## TRY IT:
Search the entries below. Return every line that has "Debug" in it.

[Collected data]
►

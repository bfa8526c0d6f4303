//! Text analysis for Glaive.
//!
//! Tokenization and normalization turn raw document and query text into
//! terms. The building blocks (char filters, tokenizers, token filters,
//! analyzers) compose into the [`normalizer::Normalizer`] used by both the
//! index builder and the query processor.

pub mod analyzer;
pub mod char_filter;
pub mod normalizer;
pub mod token;
pub mod token_filter;
pub mod tokenizer;

pub use normalizer::{Normalizer, Term};
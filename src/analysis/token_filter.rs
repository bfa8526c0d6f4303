//! Per-token rewrites applied after tokenizing.
//!
//! The normalizer runs [`lowercase::LowercaseFilter`] and, when lemmatizing,
//! [`lemma::LemmaFilter`] after it.
//!
//! ```
//! use glaive::analysis::token::Token;
//! use glaive::analysis::token_filter::Filter;
//! use glaive::analysis::token_filter::lowercase::LowercaseFilter;
//!
//! let tokens = vec![Token::new("Lazy"), Token::new("DOG")];
//! let words: Vec<String> = LowercaseFilter::new()
//!     .filter(Box::new(tokens.into_iter()))
//!     .unwrap()
//!     .map(|token| token.text)
//!     .collect();
//! assert_eq!(words, vec!["lazy", "dog"]);
//! ```

use crate::analysis::token::TokenStream;
use crate::error::Result;

/// Transforms a token stream. Filters are stateless and shared across threads.
pub trait Filter: Send + Sync {
    fn filter(&self, tokens: TokenStream) -> Result<TokenStream>;

    fn name(&self) -> &'static str;
}

pub mod lemma;
pub mod lowercase;
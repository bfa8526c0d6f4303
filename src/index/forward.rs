//! Forward index: document to the distinct terms it contains.

use std::collections::{BTreeMap, BTreeSet};

use serde::{Deserialize, Serialize};

use crate::analysis::Term;
use crate::document::DocId;

/// Mapping `doc_id → sorted distinct terms`.
///
/// Serializes as a JSON object of `doc_id → [term, ...]`.
#[derive(Debug, Clone, Default, PartialEq, Eq, Serialize, Deserialize)]
#[serde(transparent)]
pub struct ForwardIndex {
    documents: BTreeMap<DocId, BTreeSet<Term>>,
}

impl ForwardIndex {
    /// Create an empty forward index.
    pub fn new() -> Self {
        Self::default()
    }

    /// Record the terms of a document.
    ///
    /// A document id that is already present keeps the union of both term
    /// sets.
    pub fn insert<I>(&mut self, doc_id: &str, terms: I)
    where
        I: IntoIterator<Item = Term>,
    {
        self.documents
            .entry(doc_id.to_string())
            .or_default()
            .extend(terms);
    }

    /// Distinct terms of a document in ascending order.
    pub fn terms(&self, doc_id: &str) -> Option<&BTreeSet<Term>> {
        self.documents.get(doc_id)
    }

    /// Whether the document was indexed.
    pub fn contains(&self, doc_id: &str) -> bool {
        self.documents.contains_key(doc_id)
    }

    /// Number of indexed documents.
    pub fn len(&self) -> usize {
        self.documents.len()
    }

    pub fn is_empty(&self) -> bool {
        self.documents.is_empty()
    }

    /// Iterate documents in id order.
    pub fn iter(&self) -> impl Iterator<Item = (&str, &BTreeSet<Term>)> {
        self.documents.iter().map(|(id, terms)| (id.as_str(), terms))
    }

    /// Union another forward index into this one.
    pub fn merge(&mut self, other: ForwardIndex) {
        for (doc_id, terms) in other.documents {
            self.documents.entry(doc_id).or_default().extend(terms);
        }
    }
}
//! Storage abstraction for persisted index artifacts.
//!
//! Index files are small named blobs (JSON documents). The [`Storage`] trait
//! hides where they live so the persistence layer and the barrel store work
//! the same against a directory or an in-memory map.
//!
//! # Examples
//!
//! ```
//! use glaive::storage::{MemoryStorage, Storage};
//!
//! let storage = MemoryStorage::new();
//! storage.write_file("lexicon.json", b"{}").unwrap();
//! assert!(storage.file_exists("lexicon.json"));
//! assert_eq!(storage.read_file("lexicon.json").unwrap(), b"{}");
//! ```

use std::fmt;

use crate::error::GlaiveError;
use crate::error::Result;

pub mod file;
pub mod memory;

pub use file::FileStorage;
pub use memory::MemoryStorage;

/// A flat namespace of named files.
///
/// Writes replace the whole file. Implementations must make a write visible
/// all at once: a concurrent reader sees either the previous content or the
/// new one.
pub trait Storage: Send + Sync + fmt::Debug {
    /// Read the full content of a file.
    fn read_file(&self, name: &str) -> Result<Vec<u8>>;

    /// Create or replace a file.
    fn write_file(&self, name: &str, data: &[u8]) -> Result<()>;

    /// Check if a file exists.
    fn file_exists(&self, name: &str) -> bool;

    /// Delete a file. Deleting a missing file is not an error.
    fn delete_file(&self, name: &str) -> Result<()>;

    /// List all files, sorted by name.
    fn list_files(&self) -> Result<Vec<String>>;

    /// Read a file as UTF-8 text.
    fn read_to_string(&self, name: &str) -> Result<String> {
        let bytes = self.read_file(name)?;
        String::from_utf8(bytes)
            .map_err(|e| GlaiveError::storage(format!("File {name} is not valid UTF-8: {e}")))
    }
}

/// Error types specific to storage operations.
#[derive(Debug, Clone, PartialEq, Eq)]
pub enum StorageError {
    /// File not found.
    FileNotFound(String),

    /// I/O error.
    IoError(String),
}

impl fmt::Display for StorageError {
    fn fmt(&self, f: &mut fmt::Formatter<'_>) -> fmt::Result {
        match self {
            StorageError::FileNotFound(name) => write!(f, "File not found: {name}"),
            StorageError::IoError(msg) => write!(f, "I/O error: {msg}"),
        }
    }
}

impl std::error::Error for StorageError {}

impl From<StorageError> for GlaiveError {
    fn from(err: StorageError) -> Self {
        GlaiveError::storage(err.to_string())
    }
}
//! In-memory storage implementation for testing and ephemeral indexes.

use std::collections::BTreeMap;
use std::sync::Arc;

use parking_lot::RwLock;

use crate::error::Result;
use crate::storage::{Storage, StorageError};

/// An in-memory storage implementation.
///
/// Clones share the same files, so a clone handed to a reader observes
/// every write made through the original.
#[derive(Debug, Clone, Default)]
pub struct MemoryStorage {
    files: Arc<RwLock<BTreeMap<String, Arc<[u8]>>>>,
}

impl MemoryStorage {
    /// Create an empty memory storage.
    pub fn new() -> Self {
        Self::default()
    }

    /// Get the number of files stored.
    pub fn file_count(&self) -> usize {
        self.files.read().len()
    }
}

impl Storage for MemoryStorage {
    fn read_file(&self, name: &str) -> Result<Vec<u8>> {
        let files = self.files.read();
        let data = files
            .get(name)
            .ok_or_else(|| StorageError::FileNotFound(name.to_string()))?;
        Ok(data.to_vec())
    }

    fn write_file(&self, name: &str, data: &[u8]) -> Result<()> {
        self.files.write().insert(name.to_string(), Arc::from(data));
        Ok(())
    }

    fn file_exists(&self, name: &str) -> bool {
        self.files.read().contains_key(name)
    }

    fn delete_file(&self, name: &str) -> Result<()> {
        self.files.write().remove(name);
        Ok(())
    }

    fn list_files(&self) -> Result<Vec<String>> {
        Ok(self.files.read().keys().cloned().collect())
    }
}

◄

## RESPONSE BELOW:
#[derive(Debug, Clone, Default, PartialEq, Eq, Serialize, Deserialize)]
pub trait Storage: Send + Sync + fmt::Debug {
#[derive(Debug, Clone, PartialEq, Eq)]
#[derive(Debug, Clone, Default)]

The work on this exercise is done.